From monoliths to fine grains of sand, from the granodiorites of Isla Catalina to the dunes of Magdalena Bay, the circle of journeys draws to a close.

Tiny tenacious particles of sand worn from the rocks by the actions of waves or scouring winds, fractured by rootlets or freeze versus thaw, set free to travel alone. But collective movement, driven by wind, melds them loosely into steep-faced dunes contoured by the evening light. Time, heat and pressure and they're rock once again. A cycle completed or set to begin.

Circles and cycles surround us. A sand dollar lodged in the sand reflects the orb of the sun. Rounded shapes in nature abound: a full moon, a yellow morning glory flower, a turbulence-tumbled rock, the eye of a whale, a barnacle scar, or a fiddler crab hole on the beach. Changes occur step by step but always return to the start: rock cycles, metabolic cycles, cycles of tides, the repetition of night and day, metamorphosis and more.
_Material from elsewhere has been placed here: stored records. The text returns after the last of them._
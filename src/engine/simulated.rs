//! Placeholder values used when every real strategy for a metric failed.

use crate::model::{LatencyMeasurement, SimRange, SimulatedRanges, ThroughputMeasurement, Tier};
use rand::Rng;

fn draw(range: SimRange) -> f64 {
    if range.low < range.high {
        rand::thread_rng().gen_range(range.low..range.high)
    } else {
        range.low
    }
}

pub fn latency(ranges: &SimulatedRanges) -> LatencyMeasurement {
    LatencyMeasurement {
        ping_ms: draw(ranges.ping_ms),
        jitter: draw(ranges.jitter),
        tier: Tier::Simulated,
    }
}

pub fn throughput(range: SimRange) -> ThroughputMeasurement {
    ThroughputMeasurement {
        mbps: draw(range),
        tier: Tier::Simulated,
    }
}
//! Network speed measurement with tiered fallback.
//!
//! [`service::SpeedTestService`] runs latency, download and upload
//! measurements through [`engine::TestEngine`], which degrades from the
//! primary strategy to alternative endpoints and finally to simulated values,
//! so every run yields all four metrics. Results are kept in a
//! [`storage::ResultStore`].

pub mod engine;
pub mod error;
pub mod model;
pub mod service;
pub mod stats;
pub mod storage;
//! Local stand-ins for the remote endpoints, used by the engine tests.

use crate::model::{RunConfig, TestServer};
use axum::body::Bytes;
use axum::extract::{DefaultBodyLimit, Query, State};
use axum::routing::{get, post};
use axum::Router;
use serde::Deserialize;
use std::net::SocketAddr;
use std::sync::atomic::{AtomicU64, Ordering};
use std::sync::Arc;
use std::time::Duration;

#[derive(Deserialize)]
struct DownQuery {
    bytes: u64,
}

async fn down(Query(q): Query<DownQuery>) -> Vec<u8> {
    vec![0u8; q.bytes as usize]
}

async fn up(State(uploaded): State<Arc<AtomicU64>>, body: Bytes) -> &'static str {
    uploaded.fetch_add(body.len() as u64, Ordering::Relaxed);
    "ok"
}

/// Minimal speed-test CDN: `/__down?bytes=N`, `/__up` and an echo `/post`.
pub struct MockCdn {
    pub addr: SocketAddr,
    uploaded: Arc<AtomicU64>,
}

impl MockCdn {
    pub async fn start() -> Self {
        let uploaded = Arc::new(AtomicU64::new(0));
        let app = Router::new()
            .route("/__down", get(down))
            .route("/__up", post(up))
            .route("/post", post(up))
            .layer(DefaultBodyLimit::disable())
            .with_state(uploaded.clone());

        let listener = tokio::net::TcpListener::bind("127.0.0.1:0").await.unwrap();
        let addr = listener.local_addr().unwrap();
        tokio::spawn(async move {
            axum::serve(listener, app).await.unwrap();
        });

        Self { addr, uploaded }
    }

    pub fn url(&self, path: &str) -> String {
        format!("http://{}{}", self.addr, path)
    }

    pub fn base_url(&self) -> String {
        format!("http://{}", self.addr)
    }

    pub fn down_url(&self, bytes: u64) -> String {
        self.url(&format!("/__down?bytes={bytes}"))
    }

    pub fn up_url(&self) -> String {
        self.url("/__up")
    }

    pub fn server(&self, name: &str) -> TestServer {
        TestServer {
            name: name.to_string(),
            base_url: self.base_url(),
            location: "loopback".to_string(),
        }
    }

    pub fn uploaded_bytes(&self) -> u64 {
        self.uploaded.load(Ordering::Relaxed)
    }
}

/// An address on loopback that refuses connections.
pub async fn closed_addr() -> SocketAddr {
    let listener = tokio::net::TcpListener::bind("127.0.0.1:0").await.unwrap();
    let addr = listener.local_addr().unwrap();
    drop(listener);
    addr
}

pub fn dead_server(addr: SocketAddr) -> TestServer {
    TestServer {
        name: "dead".to_string(),
        base_url: format!("http://{addr}"),
        location: "nowhere".to_string(),
    }
}

/// Config whose every endpoint points at `cdn`, with small payloads and
/// short timeouts.
pub fn local_config(cdn: &MockCdn) -> RunConfig {
    RunConfig {
        tcp_probe_targets: vec![cdn.addr.to_string(), cdn.addr.to_string()],
        http_probe_urls: vec![cdn.base_url()],
        probe_timeout: Duration::from_secs(1),
        probe_interval: Duration::from_millis(1),
        cdn_base_url: cdn.base_url(),
        download_bytes: 400_000,
        upload_bytes: 200_000,
        download_timeout: Duration::from_secs(5),
        upload_timeout: Duration::from_secs(5),
        multi_download_bytes: 100_000,
        multi_upload_bytes: 50_000,
        worker_timeout: Duration::from_secs(5),
        servers: vec![cdn.server("a"), cdn.server("b")],
        download_fallback_urls: vec![cdn.down_url(20_000), cdn.down_url(30_000)],
        upload_fallback_urls: vec![cdn.url("/post")],
        fallback_upload_bytes: 10_000,
        fallback_timeout: Duration::from_secs(5),
        ..RunConfig::default()
    }
}

/// Config whose every endpoint refuses connections.
pub async fn unreachable_config() -> RunConfig {
    let dead = closed_addr().await;
    RunConfig {
        tcp_probe_targets: vec![dead.to_string()],
        http_probe_urls: vec![format!("http://{dead}")],
        probe_timeout: Duration::from_millis(500),
        probe_interval: Duration::from_millis(1),
        cdn_base_url: format!("http://{dead}"),
        download_timeout: Duration::from_secs(1),
        upload_timeout: Duration::from_secs(1),
        multi_upload_bytes: 1_000,
        upload_bytes: 1_000,
        worker_timeout: Duration::from_secs(1),
        servers: vec![dead_server(dead)],
        download_fallback_urls: vec![format!("http://{dead}/favicon.ico")],
        upload_fallback_urls: vec![format!("http://{dead}/post")],
        fallback_upload_bytes: 1_000,
        fallback_timeout: Duration::from_secs(1),
        ..RunConfig::default()
    }
}
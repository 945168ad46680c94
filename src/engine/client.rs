use crate::engine::network_bind;
use crate::error::{EngineError, EngineResult};
use crate::model::RunConfig;
use anyhow::{Context, Result};
use bytes::Bytes;
use futures::StreamExt;
use rand::RngCore;
use std::net::IpAddr;
use std::time::{Duration, Instant};
use tokio::net::lookup_host;

/// Shared HTTP client plus the socket options every probe uses.
#[derive(Clone)]
pub struct ProbeClient {
    pub http: reqwest::Client,
    bind_ip: Option<IpAddr>,
}

impl ProbeClient {
    pub fn new(cfg: &RunConfig) -> Result<Self> {
        let bind_ip = network_bind::resolve_bind_ip(cfg.source_ip.as_deref())?;

        let mut builder = reqwest::Client::builder()
            .user_agent(cfg.user_agent.clone())
            .timeout(Duration::from_secs(30))
            .tcp_keepalive(Duration::from_secs(15));
        if let Some(ip) = bind_ip {
            tracing::debug!(%ip, "binding HTTP connections to source IP");
            builder = builder.local_address(ip);
        }

        let http = builder.build().context("failed to build http client")?;
        Ok(Self { http, bind_ip })
    }

    /// Time a TCP handshake to `target` (`host:port`), in milliseconds.
    ///
    /// Name resolution happens before the clock starts; the connection is
    /// dropped as soon as it is established.
    pub async fn tcp_rtt_ms(&self, target: &str, timeout: Duration) -> EngineResult<f64> {
        let addr = tokio::time::timeout(timeout, lookup_host(target))
            .await??
            .next()
            .ok_or_else(|| EngineError::Transport(format!("no address for {target}")))?;

        let start = Instant::now();
        let stream =
            tokio::time::timeout(timeout, network_bind::connect_from(addr, self.bind_ip)).await??;
        let elapsed = start.elapsed();
        drop(stream);

        Ok(elapsed.as_secs_f64() * 1000.0)
    }

    /// Time a HEAD request to `url`, in milliseconds. Any HTTP status counts.
    pub async fn head_rtt_ms(&self, url: &str, timeout: Duration) -> EngineResult<f64> {
        let start = Instant::now();
        let resp = self.http.head(url).timeout(timeout).send().await?;
        let elapsed = start.elapsed();
        drop(resp);
        Ok(elapsed.as_secs_f64() * 1000.0)
    }

    /// GET `url` and stream the body, adding every chunk to `received`.
    ///
    /// On error `received` keeps whatever arrived before the failure.
    pub async fn download_into(
        &self,
        url: &str,
        timeout: Duration,
        received: &mut u64,
    ) -> EngineResult<()> {
        let resp = self
            .http
            .get(url)
            .header(reqwest::header::CACHE_CONTROL, "no-cache")
            .timeout(timeout)
            .send()
            .await?
            .error_for_status()?;

        let mut stream = resp.bytes_stream();
        while let Some(chunk) = stream.next().await {
            *received += chunk?.len() as u64;
        }
        Ok(())
    }

    /// POST `payload` to `url` and wait for the response headers.
    ///
    /// With `drain` the response body is read and discarded as well.
    pub async fn upload(
        &self,
        url: &str,
        payload: Bytes,
        timeout: Duration,
        drain: bool,
    ) -> EngineResult<()> {
        let resp = self
            .http
            .post(url)
            .header(reqwest::header::CONTENT_TYPE, "application/octet-stream")
            .timeout(timeout)
            .body(payload)
            .send()
            .await?
            .error_for_status()?;

        if drain {
            let mut stream = resp.bytes_stream();
            while let Some(chunk) = stream.next().await {
                chunk?;
            }
        }
        Ok(())
    }
}

fn payload_len(size: u64) -> EngineResult<usize> {
    usize::try_from(size).map_err(|_| {
        EngineError::Transport(format!("payload of {size} bytes exceeds address space"))
    })
}

/// `size` bytes of random data.
pub fn random_payload(size: u64) -> EngineResult<Bytes> {
    let mut buf = vec![0u8; payload_len(size)?];
    rand::thread_rng().fill_bytes(&mut buf);
    Ok(Bytes::from(buf))
}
We arrived six days ago in La Paz, alone or in a family. Tomorrow our circle will be complete. Back to La Paz we return. But for a week we moved together like these shifting sands, free to be ourselves yet as united as a colony. Joined by memories of surreal landscapes where water and sky blended as one and clouds above were mirrored in water below. Joined as closely as the sea and the shore for it was here on the desert shores of Baja California that we touched the water and through it connected each with each other and each with every other living being that was in or on the oceans, bays and rivers of the planet. One journey together ends but a new one begins.